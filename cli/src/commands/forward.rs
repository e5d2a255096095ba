//! Forward command - run a forwarding session until Ctrl-C.

use std::path::PathBuf;
use std::sync::Arc;

use anyhow::{Context, Result};
use devforward_core::adapters::PidFileProcessManager;
use devforward_core::{
    parse_port_forward_flag, scraper, ContainerComponent, ExecPortForwarder, ForwardingConfig,
    ForwardingService, KubePortForwarder, Platform, RelaySettings, StartOptions, StartOutcome,
    StateStore, TunnelBackend,
};

pub struct ForwardArgs {
    pub component: String,
    pub file: PathBuf,
    pub platform: Platform,
    pub debug: bool,
    pub random_ports: bool,
    pub port_forward: Vec<String>,
}

pub async fn run(config: &ForwardingConfig, args: ForwardArgs) -> Result<()> {
    let content = tokio::fs::read_to_string(&args.file)
        .await
        .with_context(|| format!("reading {}", args.file.display()))?;
    let containers: Vec<ContainerComponent> = serde_json::from_str(&content)
        .with_context(|| format!("parsing {}", args.file.display()))?;

    let options = StartOptions {
        debug: args.debug,
        random_ports: args.random_ports,
        defined_ports: parse_port_forward_flag(&args.port_forward)?,
    };
    let store = Arc::new(StateStore::for_current_process(&config.state_dir, args.platform));
    let client = super::kubectl(config)?;

    match args.platform {
        Platform::Cluster => {
            let backend =
                KubePortForwarder::new(client, Arc::clone(&store), scraper::stdout_output(), config);
            let service =
                ForwardingService::new(backend, store, config.base_port, config.port_range);
            run_session(service, &args.component, &containers, options).await
        }
        Platform::Podman => {
            let manager = PidFileProcessManager::new(client, config.pid_dir.clone());
            let backend = ExecPortForwarder::new(
                manager,
                Arc::clone(&store),
                scraper::stdout_output(),
                RelaySettings::from_config(config),
            );
            let service =
                ForwardingService::new(backend, store, config.base_port, config.port_range);
            run_session(service, &args.component, &containers, options).await
        }
    }
}

async fn run_session<B: TunnelBackend>(
    service: ForwardingService<B>,
    component: &str,
    containers: &[ContainerComponent],
    options: StartOptions,
) -> Result<()> {
    service.init().await?;

    let outcome = match service
        .start_port_forwarding(component, containers, options)
        .await
    {
        Ok(outcome) => outcome,
        Err(e) => {
            service.shutdown().await?;
            return Err(e.into());
        }
    };
    if outcome == StartOutcome::NoEndpoints {
        println!("No endpoint to forward for {component}.");
        service.shutdown().await?;
        return Ok(());
    }

    println!(
        "[{}] Port forwarding on {} is active. Press Ctrl+C to stop.",
        chrono::Local::now().format("%H:%M:%S"),
        service.platform()
    );
    let mut persist_errors = service.persist_errors();
    loop {
        tokio::select! {
            signal = tokio::signal::ctrl_c() => {
                signal?;
                break;
            }
            changed = persist_errors.changed() => {
                if changed.is_err() {
                    tokio::signal::ctrl_c().await?;
                    break;
                }
                if let Some(error) = persist_errors.borrow_and_update().clone() {
                    eprintln!("Warning: forwarded ports could not be saved: {error}");
                }
            }
        }
    }

    println!("\nStopping port forwarding...");
    service.shutdown().await?;
    Ok(())
}
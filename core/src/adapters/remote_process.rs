//! PID-file based supervision of background commands in a container.
//!
//! A command is launched through the container shell, which records its own
//! PID in `<pid dir>/.odo_cmd_<id>.pid` before running the command with its
//! output redirected to the streams of the container's PID 1. Status checks
//! and termination only rely on that file and on `/proc`.

use std::collections::HashSet;
use std::sync::Arc;
use std::time::Duration;

use parking_lot::Mutex;
use tokio::sync::mpsc;
use tracing::{debug, trace, warn};

use crate::backoff::ExpBackoff;
use crate::connections::SHELL_EXECUTABLE;
use crate::error::{Error, Result};
use crate::ports::{
    CommandDefinition, ExecClient, ProcessEvent, RemoteProcessManager, RemoteProcessStatus,
};

/// Directory holding PID files when none is configured.
pub const DEFAULT_PID_DIR: &str = "/opt/odo";

/// Delays between status checks after a kill signal.
const KILL_RETRY_SCHEDULE: [Duration; 3] = [
    Duration::from_secs(2),
    Duration::from_secs(4),
    Duration::from_secs(8),
];

/// Bounds of the delay between liveness checks of a command just launched.
const VERIFY_INITIAL_DELAY: Duration = Duration::from_millis(100);
const VERIFY_MAX_DELAY: Duration = Duration::from_secs(2);

const OUTPUT_REDIRECT: &str = "1>>/proc/1/fd/1 2>>/proc/1/fd/2";

fn shell(script: String) -> Vec<String> {
    vec![SHELL_EXECUTABLE.to_string(), "-c".to_string(), script]
}

fn event(id: &str, status: RemoteProcessStatus, error: Option<String>) -> ProcessEvent {
    ProcessEvent {
        id: id.to_string(),
        status,
        error,
    }
}

/// [`RemoteProcessManager`] tracking commands through PID files.
///
/// A started command is reported `Starting`, then `Running` once its PID file
/// names a live process, and `Stopped` or `Errored` when it ends.
pub struct PidFileProcessManager<E: ExecClient> {
    exec: Arc<E>,
    pid_dir: String,
    retry_schedule: Vec<Duration>,
    /// Commands being stopped on purpose, keyed by `pod/container/id`.
    stopping: Arc<Mutex<HashSet<String>>>,
}

impl<E: ExecClient> Clone for PidFileProcessManager<E> {
    fn clone(&self) -> Self {
        Self {
            exec: Arc::clone(&self.exec),
            pid_dir: self.pid_dir.clone(),
            retry_schedule: self.retry_schedule.clone(),
            stopping: Arc::clone(&self.stopping),
        }
    }
}

impl<E: ExecClient> PidFileProcessManager<E> {
    pub fn new(exec: E, pid_dir: impl Into<String>) -> Self {
        Self::from_arc(Arc::new(exec), pid_dir)
    }

    pub fn from_arc(exec: Arc<E>, pid_dir: impl Into<String>) -> Self {
        Self {
            exec,
            pid_dir: pid_dir.into().trim_end_matches('/').to_string(),
            retry_schedule: KILL_RETRY_SCHEDULE.to_vec(),
            stopping: Arc::new(Mutex::new(HashSet::new())),
        }
    }

    /// Replaces the delays between status checks after a kill.
    pub fn with_retry_schedule(mut self, schedule: Vec<Duration>) -> Self {
        self.retry_schedule = schedule;
        self
    }

    /// PID file of the command `id`.
    pub fn pid_file(&self, id: &str) -> String {
        format!("{}/.odo_cmd_{id}.pid", self.pid_dir)
    }

    /// Shell script launching `command` and recording the shell PID.
    pub fn launch_script(&self, command: &CommandDefinition) -> String {
        let pid_file = self.pid_file(&command.id);
        if command.working_dir.is_empty() {
            format!(
                "echo $$ > {pid_file} && ({}) {OUTPUT_REDIRECT}",
                command.command_line
            )
        } else {
            format!(
                "echo $$ > {pid_file} && cd {} && ({}) {OUTPUT_REDIRECT}",
                command.working_dir, command.command_line
            )
        }
    }

    /// PID recorded for `id`, 0 when none.
    async fn read_pid(&self, pod: &str, container: &str, id: &str) -> Result<u32> {
        let pid_file = self.pid_file(id);
        let lines = self
            .exec
            .execute_command(pod, container, &shell(format!("cat {pid_file} || true")))
            .await?;

        let lines: Vec<&str> = lines.iter().map(|l| l.trim()).filter(|l| !l.is_empty()).collect();
        match lines.as_slice() {
            [] => Ok(0),
            [line] => line.parse().map_err(|_| {
                Error::Parse(format!("unexpected content for {pid_file}: {line}"))
            }),
            _ => Err(Error::Parse(format!(
                "unexpected number of lines for {pid_file}: {lines:?}"
            ))),
        }
    }

    async fn pid_status(&self, pod: &str, container: &str, pid: u32) -> Result<RemoteProcessStatus> {
        if pid == 0 {
            return Ok(RemoteProcessStatus::Stopped);
        }
        let lines = self
            .exec
            .execute_command(pod, container, &shell(format!("kill -0 {pid}; echo $?")))
            .await?;
        let code: i32 = lines
            .first()
            .map(|l| l.trim())
            .unwrap_or_default()
            .parse()
            .map_err(|_| Error::Parse(format!("unexpected status output for process {pid}: {lines:?}")))?;
        Ok(if code == 0 {
            RemoteProcessStatus::Running
        } else {
            RemoteProcessStatus::Stopped
        })
    }

    async fn children(&self, pod: &str, container: &str, pid: u32) -> Result<Vec<u32>> {
        let lines = self
            .exec
            .execute_command(
                pod,
                container,
                &shell(format!("cat /proc/{pid}/task/{pid}/children || true")),
            )
            .await?;
        lines
            .iter()
            .flat_map(|l| l.split_whitespace())
            .map(|p| {
                p.parse()
                    .map_err(|_| Error::Parse(format!("invalid child pid of {pid}: {p}")))
            })
            .collect()
    }

    /// Current status of the command `id`.
    pub async fn get_process_status(
        &self,
        pod: &str,
        container: &str,
        id: &str,
    ) -> Result<RemoteProcessStatus> {
        let pid = self.read_pid(pod, container, id).await?;
        self.pid_status(pod, container, pid).await
    }

    /// Signals `pid` and waits until it is gone.
    async fn kill(&self, pod: &str, container: &str, pid: u32) -> Result<()> {
        self.exec
            .execute_command(pod, container, &shell(format!("kill {pid} || true")))
            .await?;

        let mut delays = self.retry_schedule.iter();
        loop {
            match self.pid_status(pod, container, pid).await {
                Ok(RemoteProcessStatus::Stopped) => return Ok(()),
                Ok(status) => trace!(pid, status = %status, "process still alive"),
                Err(e) => debug!(pid, error = %e, "unable to check process status"),
            }
            match delays.next() {
                Some(delay) => tokio::time::sleep(*delay).await,
                None => {
                    return Err(Error::CommandFailed(format!(
                        "remote process {pid} still running after kill"
                    )))
                }
            }
        }
    }

    async fn kill_tree(&self, pod: &str, container: &str, id: &str) -> Result<()> {
        let pid = self.read_pid(pod, container, id).await?;
        if pid == 0 {
            return Ok(());
        }
        let children = self.children(pod, container, pid).await?;
        if children.is_empty() {
            return self.kill(pod, container, pid).await;
        }
        for child in children {
            self.kill(pod, container, child).await?;
        }
        Ok(())
    }
}

fn stopping_key(pod: &str, container: &str, id: &str) -> String {
    format!("{pod}/{container}/{id}")
}

impl<E: ExecClient> RemoteProcessManager for PidFileProcessManager<E> {
    async fn start_process(
        &self,
        pod: &str,
        container: &str,
        command: &CommandDefinition,
        events: mpsc::UnboundedSender<ProcessEvent>,
    ) -> Result<()> {
        let key = stopping_key(pod, container, &command.id);
        self.stopping.lock().remove(&key);

        let script = shell(self.launch_script(command));
        let manager = self.clone();
        let (pod, container, id) = (pod.to_string(), container.to_string(), command.id.clone());
        debug!(id = %id, pod = %pod, container = %container, "starting background command");

        let _ = events.send(event(&id, RemoteProcessStatus::Starting, None));
        tokio::spawn(async move {
            let run = manager.exec.execute_command(&pod, &container, &script);
            tokio::pin!(run);

            let mut verify = ExpBackoff::new(VERIFY_INITIAL_DELAY, VERIFY_MAX_DELAY);
            let mut verified = false;
            let result = loop {
                tokio::select! {
                    result = &mut run => break result,
                    _ = tokio::time::sleep(verify.delay()), if !verified => {
                        match manager.get_process_status(&pod, &container, &id).await {
                            Ok(RemoteProcessStatus::Running) => {
                                verified = true;
                                let _ = events.send(event(&id, RemoteProcessStatus::Running, None));
                            }
                            Ok(status) => trace!(id = %id, status = %status, "command not running yet"),
                            Err(e) => debug!(id = %id, error = %e, "unable to check command status"),
                        }
                    }
                }
            };

            let stopped_on_purpose = manager.stopping.lock().remove(&key);
            let ended = match result {
                Ok(_) => event(&id, RemoteProcessStatus::Stopped, None),
                Err(_) if stopped_on_purpose => event(&id, RemoteProcessStatus::Stopped, None),
                Err(e) => {
                    debug!(id = %id, error = %e, "background command failed");
                    event(&id, RemoteProcessStatus::Errored, Some(e.to_string()))
                }
            };
            let _ = events.send(ended);
        });
        Ok(())
    }

    async fn stop_process(&self, pod: &str, container: &str, id: &str) -> Result<()> {
        debug!(id, pod, container, "stopping background command");
        self.stopping.lock().insert(stopping_key(pod, container, id));

        let result = self.kill_tree(pod, container, id).await;

        let pid_file = self.pid_file(id);
        if let Err(e) = self
            .exec
            .execute_command(pod, container, &shell(format!("rm -f {pid_file}")))
            .await
        {
            warn!(file = %pid_file, error = %e, "could not remove PID file");
        }
        result
    }
}
//! devforward Core Library
//!
//! Port-forwarding and connection-tracking engine for container inner-loop
//! development. Provides functionality to:
//! - Derive the endpoints of a component that need a tunnel and plan local ports
//! - Forward them over a supervised cluster tunnel or per-port relays in a container
//! - Recover the forwarded ports from the tunnel's confirmation output
//! - Inspect container socket tables to check which ports are listening
//! - Persist the forwarded ports of each session for other processes to query
//!
//! # Architecture
//! This library follows hexagonal architecture (ports & adapters):
//! - `domain`: Pure data models
//! - `ports`: Trait definitions (interfaces)
//! - `adapters`: External system implementations (kubectl, PID-file processes)
//! - `application`: Use case services
//!
//! # Example
//! ```no_run
//! use std::sync::Arc;
//! use devforward_core::{
//!     scraper, ForwardingConfig, ForwardingService, KubePortForwarder, KubectlClient, Platform,
//!     StartOptions, StateStore,
//! };
//!
//! # async fn run(containers: Vec<devforward_core::ContainerComponent>) -> devforward_core::Result<()> {
//! let config = ForwardingConfig::default();
//! let store = Arc::new(StateStore::for_current_process(&config.state_dir, Platform::Cluster));
//! let backend = KubePortForwarder::new(
//!     KubectlClient::from_config(&config),
//!     Arc::clone(&store),
//!     scraper::stdout_output(),
//!     &config,
//! );
//! let service = ForwardingService::new(backend, store, config.base_port, config.port_range);
//! service.start_port_forwarding("my-app", &containers, StartOptions::default()).await?;
//! # Ok(())
//! # }
//! ```

// Hexagonal architecture layers
pub mod adapters;
pub mod application;
pub mod domain;
pub mod ports;

pub mod backoff;
pub mod config;
pub mod connections;
pub mod error;
pub mod forwarder;
pub mod planner;
pub mod scraper;
pub mod state;

// Re-export domain types (primary API)
pub use domain::{
    container_endpoint_map, parse_port_forward_flag, Connection, ContainerComponent,
    ContainerEndpointMap, Endpoint, Exposure, ForwardedPort, Platform, PortPair, Protocol,
    TcpState,
};

// Re-export other commonly used types
pub use adapters::{KubectlClient, PidFileProcessManager};
pub use application::{ForwardingService, StartOptions, StartOutcome};
pub use config::{ConfigStore, ForwardingConfig};
pub use connections::ConnectionScanner;
pub use error::{Error, Result};
pub use forwarder::{ExecPortForwarder, KubePortForwarder, RelaySettings, TunnelBackend, TunnelState};
pub use planner::{PlanMode, PortPlan, PortPlanner};
pub use state::{SessionState, StateStore};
● ● ●
Exercise requirements: Within the entries above, find the string "Errored" and return each line that holds it.

Your solution:
/// names a live process, and `Stopped` or `Errored` when it ends.
                    event(&id, RemoteProcessStatus::Errored, Some(e.to_string()))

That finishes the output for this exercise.